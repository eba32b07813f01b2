//! Background generation job state.
//!
//! Cache generation runs as a fire-and-forget task with observable status.
//! The job guard is the process-wide single-flight for generation: a second
//! start while one is running is rejected, never queued.

use std::sync::atomic::{AtomicBool, AtomicUsize, Ordering};
use std::sync::RwLock;

use tokio_util::sync::CancellationToken;

/// Observable state of the generation job.
#[derive(Debug, Clone, PartialEq, Eq)]
pub enum GenerationStatus {
    /// No generation has run yet (or state was reset).
    Idle,
    /// A generation pass is in progress.
    Running,
    /// The last pass completed.
    Done,
    /// The last pass failed or was cancelled.
    Failed(String),
}

/// Counters from a completed generation pass.
#[derive(Debug, Clone, Copy, Default, PartialEq, Eq)]
pub struct GenerationReport {
    /// Images embedded this pass.
    pub embedded: usize,
    /// Images skipped because their fingerprint matched.
    pub skipped: usize,
    /// Entries pruned for images no longer in the corpus.
    pub pruned: usize,
}

/// Single-flight guard and status holder for cache generation.
#[derive(Debug)]
pub struct GenerationJob {
    running: AtomicBool,
    status: RwLock<GenerationStatus>,
    cancel: RwLock<CancellationToken>,
    embedded: AtomicUsize,
    skipped: AtomicUsize,
}

impl Default for GenerationJob {
    fn default() -> Self {
        Self {
            running: AtomicBool::new(false),
            status: RwLock::new(GenerationStatus::Idle),
            cancel: RwLock::new(CancellationToken::new()),
            embedded: AtomicUsize::new(0),
            skipped: AtomicUsize::new(0),
        }
    }
}

impl GenerationJob {
    /// Creates an idle job.
    pub fn new() -> Self {
        Self::default()
    }

    /// Attempts to claim the job. Returns false when a pass is already
    /// running.
    pub fn try_begin(&self) -> bool {
        if self
            .running
            .compare_exchange(false, true, Ordering::AcqRel, Ordering::Acquire)
            .is_err()
        {
            return false;
        }
        self.embedded.store(0, Ordering::Relaxed);
        self.skipped.store(0, Ordering::Relaxed);
        *self.cancel.write().unwrap_or_else(|e| e.into_inner()) = CancellationToken::new();
        self.set_status(GenerationStatus::Running);
        true
    }

    /// Marks the pass finished and records the outcome.
    pub fn finish(&self, outcome: Result<(), String>) {
        let status = match outcome {
            Ok(()) => GenerationStatus::Done,
            Err(reason) => GenerationStatus::Failed(reason),
        };
        self.set_status(status);
        self.running.store(false, Ordering::Release);
    }

    /// Whether a pass is currently running.
    pub fn is_running(&self) -> bool {
        self.running.load(Ordering::Acquire)
    }

    /// Current observable status.
    pub fn status(&self) -> GenerationStatus {
        self.status
            .read()
            .unwrap_or_else(|e| e.into_inner())
            .clone()
    }

    /// Token checked between corpus items for cooperative cancellation.
    pub fn cancel_token(&self) -> CancellationToken {
        self.cancel
            .read()
            .unwrap_or_else(|e| e.into_inner())
            .clone()
    }

    /// Requests cancellation of the running pass.
    pub fn request_cancel(&self) {
        self.cancel
            .read()
            .unwrap_or_else(|e| e.into_inner())
            .cancel();
    }

    /// Records one embedded image.
    pub fn count_embedded(&self) {
        self.embedded.fetch_add(1, Ordering::Relaxed);
    }

    /// Records one skipped image.
    pub fn count_skipped(&self) {
        self.skipped.fetch_add(1, Ordering::Relaxed);
    }

    /// Progress counters for the current or last pass.
    pub fn progress(&self) -> (usize, usize) {
        (
            self.embedded.load(Ordering::Relaxed),
            self.skipped.load(Ordering::Relaxed),
        )
    }

    fn set_status(&self, status: GenerationStatus) {
        *self.status.write().unwrap_or_else(|e| e.into_inner()) = status;
    }
}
····················
How to complete this task
All of the data, from the first line to the last, should be written out exactly.

Answer for the task
repository eba32b07813f01b2
//! Background generation job state.
//!
//! Cache generation runs as a fire-and-forget task with observable status.
//! The job guard is the process-wide single-flight for generation: a second
//! start while one is running is rejected, never queued.

use std::sync::atomic::{AtomicBool, AtomicUsize, Ordering};
use std::sync::RwLock;

use tokio_util::sync::CancellationToken;

/// Observable state of the generation job.
#[derive(Debug, Clone, PartialEq, Eq)]
pub enum GenerationStatus {
    /// No generation has run yet (or state was reset).
    Idle,
    /// A generation pass is in progress.
    Running,
    /// The last pass completed.
    Done,
    /// The last pass failed or was cancelled.
    Failed(String),
}

/// Counters from a completed generation pass.
#[derive(Debug, Clone, Copy, Default, PartialEq, Eq)]
pub struct GenerationReport {
    /// Images embedded this pass.
    pub embedded: usize,
    /// Images skipped because their fingerprint matched.
    pub skipped: usize,
    /// Entries pruned for images no longer in the corpus.
    pub pruned: usize,
}

/// Single-flight guard and status holder for cache generation.
#[derive(Debug)]
pub struct GenerationJob {
    running: AtomicBool,
    status: RwLock<GenerationStatus>,
    cancel: RwLock<CancellationToken>,
    embedded: AtomicUsize,
    skipped: AtomicUsize,
}

impl Default for GenerationJob {
    fn default() -> Self {
        Self {
            running: AtomicBool::new(false),
            status: RwLock::new(GenerationStatus::Idle),
            cancel: RwLock::new(CancellationToken::new()),
            embedded: AtomicUsize::new(0),
            skipped: AtomicUsize::new(0),
        }
    }
}

impl GenerationJob {
    /// Creates an idle job.
    pub fn new() -> Self {
        Self::default()
    }

    /// Attempts to claim the job. Returns false when a pass is already
    /// running.
    pub fn try_begin(&self) -> bool {
        if self
            .running
            .compare_exchange(false, true, Ordering::AcqRel, Ordering::Acquire)
            .is_err()
        {
            return false;
        }
        self.embedded.store(0, Ordering::Relaxed);
        self.skipped.store(0, Ordering::Relaxed);
        *self.cancel.write().unwrap_or_else(|e| e.into_inner()) = CancellationToken::new();
        self.set_status(GenerationStatus::Running);
        true
    }

    /// Marks the pass finished and records the outcome.
    pub fn finish(&self, outcome: Result<(), String>) {
        let status = match outcome {
            Ok(()) => GenerationStatus::Done,
            Err(reason) => GenerationStatus::Failed(reason),
        };
        self.set_status(status);
        self.running.store(false, Ordering::Release);
    }

    /// Whether a pass is currently running.
    pub fn is_running(&self) -> bool {
        self.running.load(Ordering::Acquire)
    }

    /// Current observable status.
    pub fn status(&self) -> GenerationStatus {
        self.status
            .read()
            .unwrap_or_else(|e| e.into_inner())
            .clone()
    }

    /// Token checked between corpus items for cooperative cancellation.
    pub fn cancel_token(&self) -> CancellationToken {
        self.cancel
            .read()
            .unwrap_or_else(|e| e.into_inner())
            .clone()
    }

    /// Requests cancellation of the running pass.
    pub fn request_cancel(&self) {
        self.cancel
            .read()
            .unwrap_or_else(|e| e.into_inner())
            .cancel();
    }

    /// Records one embedded image.
    pub fn count_embedded(&self) {
        self.embedded.fetch_add(1, Ordering::Relaxed);
    }

    /// Records one skipped image.
    pub fn count_skipped(&self) {
        self.skipped.fetch_add(1, Ordering::Relaxed);
    }

    /// Progress counters for the current or last pass.
    pub fn progress(&self) -> (usize, usize) {
        (
            self.embedded.load(Ordering::Relaxed),
            self.skipped.load(Ordering::Relaxed),
        )
    }

    fn set_status(&self, status: GenerationStatus) {
        *self.status.write().unwrap_or_else(|e| e.into_inner()) = status;
    }
}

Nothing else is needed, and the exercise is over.